Health Ministry may submit its own draft chapter to Plan panel

Aditi Nigam Updated - November 12, 2019 at 06:38 PM.

Says its suggestions were overlooked in 12th Plan document

Upset over its suggestions not being incorporated in the draft 12th Plan document, the Health Ministry may give an alternative chapter and submit it to the Planning Commission.

The full Plan panel is slated to meet this month-end for final adoption of the 12th Plan draft document.

Union Health Minister Ghulam Nabi Azad has already shot off a letter addressed to Pronab Sen of the Planning Commission, a Health Ministry source said, and added that the Minister was personally looking into the matter.

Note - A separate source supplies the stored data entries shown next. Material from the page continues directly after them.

//! HTTP cache validation module
//!
//! Provides `ETag` generation, HTTP dates and conditional request checks.

use std::collections::hash_map::DefaultHasher;
use std::hash::{Hash, Hasher};
use std::time::SystemTime;

use chrono::{DateTime, Utc};

const HTTP_DATE_FORMAT: &str = "%a, %d %b %Y %H:%M:%S GMT";

/// Generate `ETag` using fast hashing
///
/// # Returns
/// Quoted `ETag` string, e.g., `"abc123def"`
pub fn generate_etag(content: &[u8]) -> String {
    let mut hasher = DefaultHasher::new();
    content.hash(&mut hasher);
    let v = hasher.finish();
    format!("\"{v:x}\"")
}

/// Check if client's `If-None-Match` header matches the server's `ETag`
///
/// Supports:
/// - Single `ETag`: `"abc123"`
/// - Multiple `ETags`: `"abc123", "def456"`
/// - Weak validators: `W/"abc123"`
/// - Wildcard: `*`
pub fn check_etag_match(if_none_match: Option<&str>, etag: &str) -> bool {
    if_none_match.is_some_and(|client_etag| {
        client_etag.split(',').any(|e| {
            let e = e.trim();
            e == "*" || e.trim_start_matches("W/") == etag
        })
    })
}

/// Format a timestamp as an IMF-fixdate, e.g. `Sun, 06 Nov 1994 08:49:37 GMT`
pub fn http_date(time: SystemTime) -> String {
    DateTime::<Utc>::from(time).format(HTTP_DATE_FORMAT).to_string()
}

/// True when `If-Modified-Since` is at or after `modified` (second precision)
///
/// Unparseable dates never match, so the full response is sent.
pub fn not_modified_since(if_modified_since: Option<&str>, modified: SystemTime) -> bool {
    let Some(since) = if_modified_since.and_then(|v| DateTime::parse_from_rfc2822(v).ok()) else {
        return false;
    };
    DateTime::<Utc>::from(modified).timestamp() <= since.timestamp()
}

According to reports, the Minister’s letter hits out at the Plan panel’s suggested pilot models that “heavily promote corporatisation of health”, and reiterates that the Ministry’s stance of developing a strong public health system be supplemented by private sector participation, not vice-versa.

Following criticism from the Health Ministry, health activists as well as the High Level Expert Group (HLEG) on health constituted by it, the Plan panel is now said to be revisiting the chapter on health.

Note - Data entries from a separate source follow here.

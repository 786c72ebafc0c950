use std::process::ExitCode;

use clap::Parser;

use serve_dir::cli::Cli;
use serve_dir::{logger, Config, Server, ShutdownSignal};

fn main() -> ExitCode {
    let cli = Cli::parse();

    let cfg = match Config::load(&cli) {
        Ok(cfg) => cfg,
        Err(e) => {
            logger::log_error(&e.to_string());
            return ExitCode::FAILURE;
        }
    };

    // Reject a bad directory before any runtime or socket exists
    if let Err(e) = cfg.resolve_root() {
        logger::log_error(&e.to_string());
        return ExitCode::FAILURE;
    }

    // Build the Tokio runtime, sizing the worker pool from the workers setting
    let mut runtime_builder = tokio::runtime::Builder::new_multi_thread();
    runtime_builder.enable_all();
    // 0 falls back to one worker per CPU core
    if let Some(workers) = cfg.server.workers.filter(|&w| w > 0) {
        runtime_builder.worker_threads(workers);
    }
    let runtime = match runtime_builder.build() {
        Ok(rt) => rt,
        Err(e) => {
            logger::log_error(&format!("Failed to start runtime: {e}"));
            return ExitCode::FAILURE;
        }
    };

    match runtime.block_on(async_main(cfg)) {
        Ok(()) => ExitCode::SUCCESS,
        Err(e) => {
            logger::log_error(&e.to_string());
            ExitCode::FAILURE
        }
    }
}

async fn async_main(cfg: Config) -> serve_dir::Result<()> {
    let signals = ShutdownSignal::register()?;
    let server = Server::bind(&cfg)?;

    server
        .run_until(async move {
            let name = signals.recv().await;
            logger::log_signal_received(name);
        })
        .await
}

According to the Ministry and health activists, including of Jan Swasthya Abhiyan (JSA), which is represented in the HLEG, the document has used the panel’s recommendations on Universal Health Care “rather selectively”.

The document recommends increase in public expenditure on health from the present one per cent to 1.58 per cent of GDP, in sharp contrast to the HLEG recommendation of raising this expenditure to at least 2.5 per cent of GDP.

This will ensure that India remains among the bottom 10 nations in terms of public spending on health, it added.

Health activists feel the focus of the document has shifted to a ‘managed care’ approach, paving the way for greater private role in public healthcare.

They feared that this would lead to the Government abandoning its role in providing healthcare and becoming just a ‘manager’ of a largely corporatised system.

This would also decisively halt and eventually reverse the moderate achievements of the National Rural Health Mission, in expanding public health infrastructure and services in parts of the country, the JSA added.